### Requirement
Entries follow. Return each line that contains the word "load".

### Available data
+ + +

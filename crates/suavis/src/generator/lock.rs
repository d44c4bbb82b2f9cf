#[cfg(feature = "tracing")]
use tracing::{debug, instrument};

use crate::{
    AllocatorPolicy, Error, IdAllocator, Poll, Result, TimeSource, WorkerId,
    generator::{Mutex, TickState, Transition, WorkerSlot},
};

/// A lock-based ID allocator suitable for multi-threaded environments.
///
/// Reading the clock, comparing it with the last tick and publishing the new
/// `(tick, sequence)` pair all happen inside one mutex critical section.
///
/// ## Features
/// - ✅ Thread-safe
/// - ✅ Fair access across threads (with `parking-lot`)
///
/// ## Recommended When
/// - You're in a multi-threaded environment
/// - Fair access across threads is important
/// - Your target doesn't support 64-bit atomics
///
/// ## See Also
/// - [`AtomicAllocator`]
///
/// [`AtomicAllocator`]: crate::AtomicAllocator
pub struct LockAllocator<T>
where
    T: TimeSource,
{
    #[cfg(feature = "cache-padded")]
    state: crossbeam_utils::CachePadded<Mutex<TickState>>,
    #[cfg(not(feature = "cache-padded"))]
    state: Mutex<TickState>,
    worker: WorkerSlot,
    policy: AllocatorPolicy,
    time: T,
}

impl<T> LockAllocator<T>
where
    T: TimeSource,
{
    /// Creates a new [`LockAllocator`] with the default [`AllocatorPolicy`].
    ///
    /// # Parameters
    ///
    /// - `worker_id`: The worker (shard) identifier encoded into every ID.
    /// - `time`: A [`TimeSource`] implementation (e.g., [`MonotonicClock`])
    ///   that supplies timestamps.
    ///
    /// # Example
    /// ```
    /// use suavis::{IdAllocator, LockAllocator, MonotonicClock, WorkerId};
    ///
    /// let allocator = LockAllocator::new(WorkerId::new(2).unwrap(), MonotonicClock::default());
    /// let id = allocator.next_id().unwrap();
    /// assert_eq!(id.worker_id(), 2);
    /// ```
    ///
    /// [`MonotonicClock`]: crate::MonotonicClock
    pub fn new(worker_id: WorkerId, time: T) -> Self {
        Self::with_policy(worker_id, time, AllocatorPolicy::default())
    }

    /// Creates a new [`LockAllocator`] with an explicit policy.
    pub fn with_policy(worker_id: WorkerId, time: T, policy: AllocatorPolicy) -> Self {
        Self::from_state(TickState::UNSET, worker_id, time, policy)
    }

    /// Creates an allocator that resumes after an already issued
    /// `(timestamp, sequence)` pair.
    ///
    /// In typical use cases, you should prefer [`Self::new`].
    pub fn from_components(timestamp: u64, worker_id: WorkerId, sequence: u64, time: T) -> Self {
        Self::from_state(
            TickState::new(timestamp, sequence),
            worker_id,
            time,
            AllocatorPolicy::default(),
        )
    }

    fn from_state(state: TickState, worker_id: WorkerId, time: T, policy: AllocatorPolicy) -> Self {
        Self {
            #[cfg(feature = "cache-padded")]
            state: crossbeam_utils::CachePadded::new(Mutex::new(state)),
            #[cfg(not(feature = "cache-padded"))]
            state: Mutex::new(state),
            worker: WorkerSlot::new(worker_id),
            policy,
            time,
        }
    }

    /// Attempts to issue the next ID without waiting.
    ///
    /// The clock is read while the lock is held, so the comparison always
    /// sees the latest published tick.
    ///
    /// # Returns
    /// - `Ok(Poll::Ready { id })`: A new ID is available
    /// - `Ok(Poll::Pending { yield_for })`: the tick is exhausted
    /// - `Ok(Poll::ClockBehind { delta })`: the clock regressed
    ///
    /// # Errors
    /// - [`Error::TimestampOverflow`] if the clock is past
    ///   [`SnowflakeId::max_timestamp`]
    /// - [`Error::LockPoisoned`] if another thread panicked while holding the
    ///   lock (not with `parking-lot`)
    ///
    /// [`SnowflakeId::max_timestamp`]: crate::SnowflakeId::max_timestamp
    #[cfg_attr(feature = "tracing", instrument(level = "trace", skip(self)))]
    pub fn try_poll_id(&self) -> Result<Poll> {
        let mut state = {
            #[cfg(feature = "parking-lot")]
            {
                self.state.lock()
            }
            #[cfg(not(feature = "parking-lot"))]
            {
                self.state.lock()?
            }
        };

        let now = self.time.current_millis();
        match state.advance(now) {
            Transition::Issue(next) => {
                *state = next;
                Ok(Poll::Ready {
                    id: next.compose(self.worker.load()),
                })
            }
            Transition::Exhausted => Ok(Poll::Pending { yield_for: 1 }),
            Transition::Behind { delta } => Ok(Self::cold_clock_behind(delta)),
            Transition::Overflow { millis } => Err(Error::TimestampOverflow { millis }),
        }
    }

    #[cold]
    #[inline(never)]
    fn cold_clock_behind(delta: u64) -> Poll {
        debug_assert!(delta > 0);
        Poll::ClockBehind { delta }
    }
}

impl<T> Default for LockAllocator<T>
where
    T: TimeSource + Default,
{
    /// Worker id 0, default policy and a default clock.
    fn default() -> Self {
        Self::new(WorkerId::default(), T::default())
    }
}

impl<T> IdAllocator for LockAllocator<T>
where
    T: TimeSource,
{
    fn configure(&self, worker_id: i64) -> Result<()> {
        let worker_id = WorkerId::new(worker_id)?;
        self.worker.store(worker_id);
        #[cfg(feature = "tracing")]
        debug!(%worker_id, "lock allocator configured");
        Ok(())
    }

    fn worker_id(&self) -> WorkerId {
        self.worker.load()
    }

    fn policy(&self) -> AllocatorPolicy {
        self.policy
    }

    fn try_poll_id(&self) -> Result<Poll> {
        self.try_poll_id()
    }
}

+ + +

### Solved problem
                    id: next.compose(self.worker.load()),
        self.worker.load()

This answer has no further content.